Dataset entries
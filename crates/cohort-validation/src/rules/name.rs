use crate::error::ValidationError;
use crate::rule::{RuleInput, Severity, ValidationResult, ValidationRule};
use crate::rules::{is_missing, NO_DEMOGRAPHIC};

pub struct NamePresentRule;

impl ValidationRule for NamePresentRule {
    fn name(&self) -> &str {
        "name_present"
    }

    fn description(&self) -> &str {
        "Given name and family name are required"
    }

    fn evaluate(&self, input: &RuleInput) -> Result<ValidationResult, ValidationError> {
        let Some(demographic) = input.demographic() else {
            return Ok(ValidationResult::fail(self.name(), Severity::Error, NO_DEMOGRAPHIC));
        };

        let mut missing = Vec::new();
        if is_missing(demographic.given_name.as_deref()) {
            missing.push("given name");
        }
        if is_missing(demographic.family_name.as_deref()) {
            missing.push("family name");
        }

        if missing.is_empty() {
            Ok(ValidationResult::pass(
                self.name(),
                "Given name and family name are present",
            ))
        } else {
            Ok(ValidationResult::fail(
                self.name(),
                Severity::Error,
                format!("Missing required name fields: {}", missing.join(", ")),
            ))
        }
    }
}
use std::collections::BTreeMap;

use serde::{Deserialize, Serialize};

/// A registered GP practice.
#[derive(Clone, Debug, PartialEq, Eq, Serialize, Deserialize)]
pub struct GpPractice {
    pub code: String,
    pub name: Option<String>,
}

impl GpPractice {
    pub fn new(code: impl Into<String>) -> Self {
        Self {
            code: code.into(),
            name: None,
        }
    }

    pub fn named(code: impl Into<String>, name: impl Into<String>) -> Self {
        Self {
            code: code.into(),
            name: Some(name.into()),
        }
    }
}

/// Practice codes loaded by [`ReferenceData::seeded`].
pub const SEED_PRACTICE_CODES: &[&str] = &[
    "GP001", "GP002", "A12345", "B23456", "C34567", "X12345", "Y23456", "Z34567", "X99999",
    "Y99999", "Z99999", "GP12345", "TEST001", "TEST002", "TEST003",
];

/// Read-only lookup data used by validation rules.
#[derive(Clone, Debug, Default, PartialEq, Eq, Serialize, Deserialize)]
pub struct ReferenceData {
    pub gp_practices: BTreeMap<String, GpPractice>,
}

impl ReferenceData {
    pub fn new() -> Self {
        Self::default()
    }

    /// Reference data carrying the standard test practices
    /// (`SEED_PRACTICE_CODES` plus `GP0001`..`GP0020`).
    pub fn seeded() -> Self {
        let mut data = Self::new();
        data.extend(
            SEED_PRACTICE_CODES
                .iter()
                .map(|code| GpPractice::new(*code))
                .chain((1..=20).map(|n| GpPractice::new(format!("GP{n:04}")))),
        );
        data
    }

    pub fn extend(&mut self, practices: impl IntoIterator<Item = GpPractice>) {
        for practice in practices {
            self.gp_practices.insert(practice.code.clone(), practice);
        }
    }

    pub fn has_practice(&self, code: &str) -> bool {
        self.gp_practices.contains_key(code)
    }
}
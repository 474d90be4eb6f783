use std::path::Path;
use std::sync::Arc;

use anyhow::Context;
use cohort_orchestrator::{
    CohortService, Extraction, FileType, IntegrityReport, JsonFileGateway, PipelineError,
    ProcessFileReport, RecordStatus,
};
use cohort_server::{CohortServer, ServerConfig};
use colored::Colorize;
use serde_json::{json, Value};

use crate::cli::*;

pub async fn run_command(cli: Cli) -> anyhow::Result<()> {
    let format = cli.format;
    match cli.command {
        Command::Process(args) => cmd_process(args, format).await,
        Command::Extract(args) => cmd_extract(args, format).await,
        Command::Serve(args) => cmd_serve(args).await,
    }
}

/// One input file and what processing it produced.
struct FileRun {
    path: String,
    outcome: Result<ProcessFileReport, PipelineError>,
}

fn load_config(path: Option<&Path>) -> anyhow::Result<ServerConfig> {
    match path {
        Some(path) => ServerConfig::load(path)
            .with_context(|| format!("failed to load config {}", path.display())),
        None => Ok(ServerConfig::default()),
    }
}

fn build_service(config: &ServerConfig) -> anyhow::Result<CohortService> {
    Ok(CohortService::in_memory(
        Arc::new(JsonFileGateway::new()),
        config.pipeline.clone(),
        config.reference(),
    )?)
}

async fn process_all(service: &CohortService, input: &InputArgs) -> anyhow::Result<Vec<FileRun>> {
    let file_type: FileType = input.file_type.parse()?;
    let mut runs = Vec::with_capacity(input.paths.len());
    for path in &input.paths {
        let path = path.display().to_string();
        let outcome = service.process_file(&path, file_type).await;
        if let Err(err) = &outcome {
            tracing::warn!(path = %path, error = %err, "file failed");
        }
        runs.push(FileRun { path, outcome });
    }
    Ok(runs)
}

fn ensure_all_processed(runs: &[FileRun]) -> anyhow::Result<()> {
    let failed = runs.iter().filter(|r| r.outcome.is_err()).count();
    if failed > 0 {
        anyhow::bail!("{failed} of {} files failed", runs.len());
    }
    Ok(())
}

async fn cmd_process(args: ProcessArgs, format: OutputFormat) -> anyhow::Result<()> {
    let config = load_config(args.input.config.as_deref())?;
    let service = build_service(&config)?;
    let runs = process_all(&service, &args.input).await?;

    let mut statuses = Vec::with_capacity(runs.len());
    for run in &runs {
        let rows = match (&run.outcome, args.records) {
            (Ok(report), true) => service.record_statuses(report.file_id).await?,
            _ => Vec::new(),
        };
        statuses.push(rows);
    }

    match format {
        OutputFormat::Text => {
            for (run, rows) in runs.iter().zip(&statuses) {
                print_run(run);
                if !rows.is_empty() {
                    print_records(rows);
                }
            }
        }
        OutputFormat::Json => {
            let files: Vec<Value> = runs
                .iter()
                .zip(&statuses)
                .map(|(run, rows)| {
                    let mut value = run_json(run);
                    if args.records {
                        value["records"] = json!(rows);
                    }
                    value
                })
                .collect();
            println!("{}", serde_json::to_string_pretty(&json!({ "files": files }))?);
        }
    }
    ensure_all_processed(&runs)
}

async fn cmd_extract(args: ExtractArgs, format: OutputFormat) -> anyhow::Result<()> {
    let config = load_config(args.input.config.as_deref())?;
    let service = build_service(&config)?;
    let runs = process_all(&service, &args.input).await?;

    let extraction = service.extract(args.limit)?;
    let integrity = if args.verify {
        service.verify_replay(&extraction)?;
        Some(service.ledger_integrity()?)
    } else {
        None
    };

    match format {
        OutputFormat::Text => {
            for run in &runs {
                print_run(run);
            }
            print_extraction(&extraction);
            if let Some(report) = &integrity {
                print_integrity(report);
            }
        }
        OutputFormat::Json => {
            let files: Vec<Value> = runs.iter().map(run_json).collect();
            let mut body = json!({
                "files": files,
                "extraction": {
                    "request_id": extraction.request_id,
                    "count": extraction.len(),
                    "records": extraction.records,
                },
            });
            if let Some(report) = &integrity {
                body["integrity"] = integrity_json(report);
            }
            println!("{}", serde_json::to_string_pretty(&body)?);
        }
    }
    ensure_all_processed(&runs)
}

async fn cmd_serve(args: ServeArgs) -> anyhow::Result<()> {
    let mut config = load_config(args.config.as_deref())?;
    if let Some(bind) = args.bind {
        config.bind_addr = bind;
    }
    println!("Cohort server on {}", config.bind_addr.to_string().bold());
    CohortServer::new(config)?.serve().await?;
    Ok(())
}

fn print_run(run: &FileRun) {
    match &run.outcome {
        Ok(report) => {
            let mark = if report.has_errors {
                "!".yellow().bold()
            } else {
                "✓".green().bold()
            };
            println!(
                "{} {} (file {}, {})",
                mark,
                run.path.bold(),
                report.file_id.to_string().cyan(),
                report.content_hash.get(..12).unwrap_or(&report.content_hash).dimmed()
            );
            println!(
                "  Records: {} processed, {} skipped, {} passed, {} failed",
                report.records_processed,
                report.records_skipped,
                report.records_passed.to_string().green(),
                report.records_failed.to_string().red()
            );
            println!(
                "  Distributed: {}  Exceptions: {}  Stage: {}",
                report.records_distributed, report.exceptions_created, report.current_stage
            );
        }
        Err(err) => println!("{} {}: {}", "✗".red().bold(), run.path.bold(), err),
    }
}

fn print_records(rows: &[RecordStatus]) {
    for row in rows {
        let verdict = if row.has_validation_errors || row.has_transformation_errors {
            "failed".red()
        } else if row.distributed {
            "distributed".green()
        } else {
            "pending".yellow()
        };
        println!(
            "    {:>12}  {:<24} {}  warnings {}  exceptions {}",
            row.key.to_string(),
            row.current_stage.to_string(),
            verdict,
            row.warning_count,
            row.exception_count
        );
    }
}

fn print_extraction(extraction: &Extraction) {
    if extraction.is_empty() {
        println!("Nothing pending; request {} is empty.", extraction.request_id.to_string().yellow());
        return;
    }
    println!(
        "{} Extracted {} records under request {}",
        "✓".green().bold(),
        extraction.len(),
        extraction.request_id.to_string().yellow()
    );
    for record in &extraction.records {
        println!(
            "  {}  {}",
            record.id.to_string().dimmed(),
            record.fields.nhs_number
        );
    }
}

fn print_integrity(report: &IntegrityReport) {
    let verdict = if report.is_valid() {
        "✓ intact".green().bold()
    } else {
        "✗ violations".red().bold()
    };
    println!(
        "Replay verified. Ledger {}: {} records, {} pending, {} extracted",
        verdict, report.record_count, report.pending, report.extracted
    );
    for violation in &report.violations {
        println!("  {} {}", violation.id.to_string().red(), violation.description);
    }
}

fn run_json(run: &FileRun) -> Value {
    match &run.outcome {
        Ok(report) => json!({ "path": run.path, "report": report }),
        Err(err) => json!({ "path": run.path, "error": err.to_string() }),
    }
}

fn integrity_json(report: &IntegrityReport) -> Value {
    json!({
        "valid": report.is_valid(),
        "record_count": report.record_count,
        "pending": report.pending,
        "extracted": report.extracted,
        "violations": report
            .violations
            .iter()
            .map(|v| json!({ "id": v.id, "description": v.description }))
            .collect::<Vec<_>>(),
    })
}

▶ **WORK TO BE COMPLETED**:
All lines above that contain "derive" are required in the answer.

▶ **REPLY**:
#[derive(Clone, Debug, PartialEq, Eq, Serialize, Deserialize)]
#[derive(Clone, Debug, Default, PartialEq, Eq, Serialize, Deserialize)]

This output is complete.